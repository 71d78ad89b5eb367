use std::sync::Arc;

use chrono::{DateTime, Utc};
use nt_core::Category;
use nt_inference::responses::BreakingAssessment;
use nt_inference::Classifier;

use crate::config::KeywordGate;

/// Urgency scoring behind a keyword pre-filter. Titles without a keyword
/// never reach the model.
pub struct BreakingNewsScorer {
    classifier: Classifier,
    gate: Arc<KeywordGate>,
}

impl BreakingNewsScorer {
    pub fn new(classifier: Classifier, gate: Arc<KeywordGate>) -> Self {
        Self { classifier, gate }
    }

    pub async fn score(
        &self,
        title: &str,
        content: &str,
        category: Category,
        published_at: DateTime<Utc>,
    ) -> BreakingAssessment {
        let Some(keyword) = self.gate.matches(title) else {
            return BreakingAssessment::not_breaking();
        };
        tracing::debug!(keyword, "Title passed breaking-news gate");

        match self
            .classifier
            .score_breaking_news(title, content, category, published_at)
            .await
        {
            Ok(assessment) => assessment,
            Err(e) => {
                tracing::warn!(error = %e, "Breaking-news scoring unavailable, not breaking");
                BreakingAssessment::not_breaking()
            }
        }
    }
}

#[cfg(test)]
mod tests {
    use super::*;
    use nt_core::{Task, Urgency};
    use nt_inference::models::DummyModel;

    use crate::config::PipelineConfig;

    fn scorer(model: Arc<DummyModel>) -> BreakingNewsScorer {
        BreakingNewsScorer::new(
            Classifier::new(model),
            Arc::new(PipelineConfig::default().keyword_gate()),
        )
    }

    #[tokio::test]
    async fn test_gate_blocks_ordinary_titles() {
        let model = Arc::new(DummyModel::new().with_response(
            Task::ScoreBreakingNews,
            r#"{"isBreakingNews": true, "urgencyLevel": "CRITICAL"}"#,
        ));
        let assessment = scorer(model.clone())
            .score("Budget 2026 adopté", "contenu", Category::Economy, Utc::now())
            .await;
        assert!(!assessment.is_breaking);
        assert!(model.calls().is_empty());
    }

    #[tokio::test]
    async fn test_keyword_title_is_scored() {
        let model = Arc::new(DummyModel::new().with_response(
            Task::ScoreBreakingNews,
            r#"{"isBreakingNews": true, "urgencyLevel": "HIGH", "notificationTitle": "Alerte", "notificationBody": "Séisme ressenti à Libreville"}"#,
        ));
        let assessment = scorer(model.clone())
            .score("Séisme ressenti à Libreville", "contenu", Category::Society, Utc::now())
            .await;
        assert!(assessment.is_breaking);
        assert_eq!(assessment.urgency, Urgency::High);
        assert_eq!(model.call_count(Task::ScoreBreakingNews), 1);
    }

    #[tokio::test]
    async fn test_model_failure_is_not_breaking() {
        let model = Arc::new(DummyModel::new());
        let assessment = scorer(model.clone())
            .score("Incendie au marché de Mont-Bouët", "contenu", Category::Society, Utc::now())
            .await;
        assert!(!assessment.is_breaking);
        assert_eq!(assessment.urgency, Urgency::Normal);
        assert_eq!(model.call_count(Task::ScoreBreakingNews), 1);
    }
}
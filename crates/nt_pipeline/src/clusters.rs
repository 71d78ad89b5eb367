use std::collections::BTreeSet;
use std::sync::Arc;

use nt_core::{ArticleCluster, Category, ClusterAttachment, ContentStore, RawArticle, Result};
use uuid::Uuid;

/// Lifecycle of article clusters. Membership only ever grows.
pub struct ClusterManager {
    store: Arc<dyn ContentStore>,
}

impl ClusterManager {
    pub fn new(store: Arc<dyn ContentStore>) -> Self {
        Self { store }
    }

    /// Adds `article_id` to the cluster overlapping `matching_ids`, or
    /// creates one seeded with both. The store does the lookup and the write
    /// as one step.
    pub async fn attach_or_create(
        &self,
        article_id: Uuid,
        matching_ids: &[Uuid],
        category: Category,
    ) -> Result<ClusterAttachment> {
        let matching: BTreeSet<Uuid> = matching_ids.iter().copied().collect();
        let attachment = self.store.attach_to_cluster(article_id, &matching, category).await?;
        tracing::debug!(
            raw_article_id = %article_id,
            cluster_id = %attachment.cluster_id,
            created = attachment.created,
            members = attachment.member_count,
            "Attached article to cluster"
        );
        Ok(attachment)
    }

    pub async fn cluster(&self, cluster_id: Uuid) -> Result<Option<ArticleCluster>> {
        self.store.get_cluster(cluster_id).await
    }

    /// Resolved members of a cluster. Ids that no longer resolve are
    /// dropped; an unknown cluster has no members.
    pub async fn members_of(&self, cluster_id: Uuid) -> Result<Vec<RawArticle>> {
        let Some(cluster) = self.store.get_cluster(cluster_id).await? else {
            tracing::warn!(cluster_id = %cluster_id, "Unknown cluster, no members");
            return Ok(Vec::new());
        };
        let ids: Vec<Uuid> = cluster.member_ids.iter().copied().collect();
        let members = self.store.get_raw_many(&ids).await?;
        if members.len() < ids.len() {
            tracing::warn!(
                cluster_id = %cluster_id,
                missing = ids.len() - members.len(),
                "Cluster references articles that no longer resolve"
            );
        }
        Ok(members)
    }
}
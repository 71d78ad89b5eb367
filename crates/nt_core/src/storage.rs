use std::collections::BTreeSet;

use async_trait::async_trait;
use chrono::{DateTime, Utc};
use uuid::Uuid;

use crate::types::{ArticleCluster, Category, ClusterAttachment, ProcessedArticle, RawArticle};
use crate::Result;

/// The shared state of the pipeline: raw articles, processed articles and
/// clusters. Every method is a single-record operation except
/// [`ContentStore::attach_to_cluster`], which must be atomic.
#[async_trait]
pub trait ContentStore: Send + Sync {
    /// Store a newly ingested raw article
    async fn insert_raw(&self, article: &RawArticle) -> Result<()>;

    async fn get_raw(&self, id: Uuid) -> Result<Option<RawArticle>>;

    /// Resolve several raw articles, silently dropping ids that do not exist
    async fn get_raw_many(&self, ids: &[Uuid]) -> Result<Vec<RawArticle>>;

    async fn find_raw_by_url(&self, url: &str) -> Result<Option<RawArticle>>;

    /// Processed raw articles with the given fingerprint ingested at or after `since`
    async fn find_processed_by_hash(&self, hash: &str, since: DateTime<Utc>) -> Result<Vec<RawArticle>>;

    /// Processed raw articles ingested at or after `since`, newest first
    async fn recent_processed(&self, since: DateTime<Utc>, limit: usize) -> Result<Vec<RawArticle>>;

    /// Unprocessed raw articles, oldest ingestion first
    async fn unprocessed(&self, limit: usize) -> Result<Vec<RawArticle>>;

    /// Flip the processed flag. Returns false when the article was already processed.
    async fn mark_processed(&self, id: Uuid, skipped: bool) -> Result<bool>;

    /// Store a processed article unless one with the same id exists.
    /// Returns false when the id was already taken.
    async fn insert_processed(&self, article: &ProcessedArticle) -> Result<bool>;

    async fn get_processed(&self, id: Uuid) -> Result<Option<ProcessedArticle>>;

    /// Processed articles, most recently processed first
    async fn list_processed(&self, limit: usize) -> Result<Vec<ProcessedArticle>>;

    /// Find the cluster intersecting `matching_ids ∪ {article_id}` and add
    /// `article_id` to it, or create a new cluster seeded with all of them.
    /// Lookup and write happen as one atomic step.
    async fn attach_to_cluster(
        &self,
        article_id: Uuid,
        matching_ids: &BTreeSet<Uuid>,
        category: Category,
    ) -> Result<ClusterAttachment>;

    async fn get_cluster(&self, id: Uuid) -> Result<Option<ArticleCluster>>;

    /// Link the synthesized article to its cluster. Returns false when the
    /// cluster already has one; the existing link is kept.
    async fn set_cluster_synthesis(&self, cluster_id: Uuid, article_id: Uuid) -> Result<bool>;
}
use std::fmt;

use async_trait::async_trait;
use serde::{Deserialize, Serialize};

use crate::Result;

/// The capability being asked of the model. Implementations may route
/// tasks to different endpoints or settings.
#[derive(Debug, Clone, Copy, PartialEq, Eq, Hash, Serialize, Deserialize)]
#[serde(rename_all = "snake_case")]
pub enum Task {
    Categorize,
    ExtractEntities,
    Rewrite,
    JudgeDuplicates,
    Synthesize,
    ScoreBreakingNews,
}

impl fmt::Display for Task {
    fn fmt(&self, f: &mut fmt::Formatter<'_>) -> fmt::Result {
        let label = match self {
            Task::Categorize => "categorize",
            Task::ExtractEntities => "extract_entities",
            Task::Rewrite => "rewrite",
            Task::JudgeDuplicates => "judge_duplicates",
            Task::Synthesize => "synthesize",
            Task::ScoreBreakingNews => "score_breaking_news",
        };
        f.write_str(label)
    }
}

#[async_trait]
pub trait InferenceModel: Send + Sync + fmt::Debug {
    fn name(&self) -> &str;

    /// Send a prompt and return the raw text answer. The answer is expected
    /// to contain a JSON object but is not validated here.
    async fn complete(&self, task: Task, prompt: &str) -> Result<String>;
}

# Work instruction
What lines in the entries above include the string "Séisme"? Return each one.

# Written response
            r#"{"isBreakingNews": true, "urgencyLevel": "HIGH", "notificationTitle": "Alerte", "notificationBody": "Séisme ressenti à Libreville"}"#,
            .score("Séisme ressenti à Libreville", "contenu", Category::Society, Utc::now())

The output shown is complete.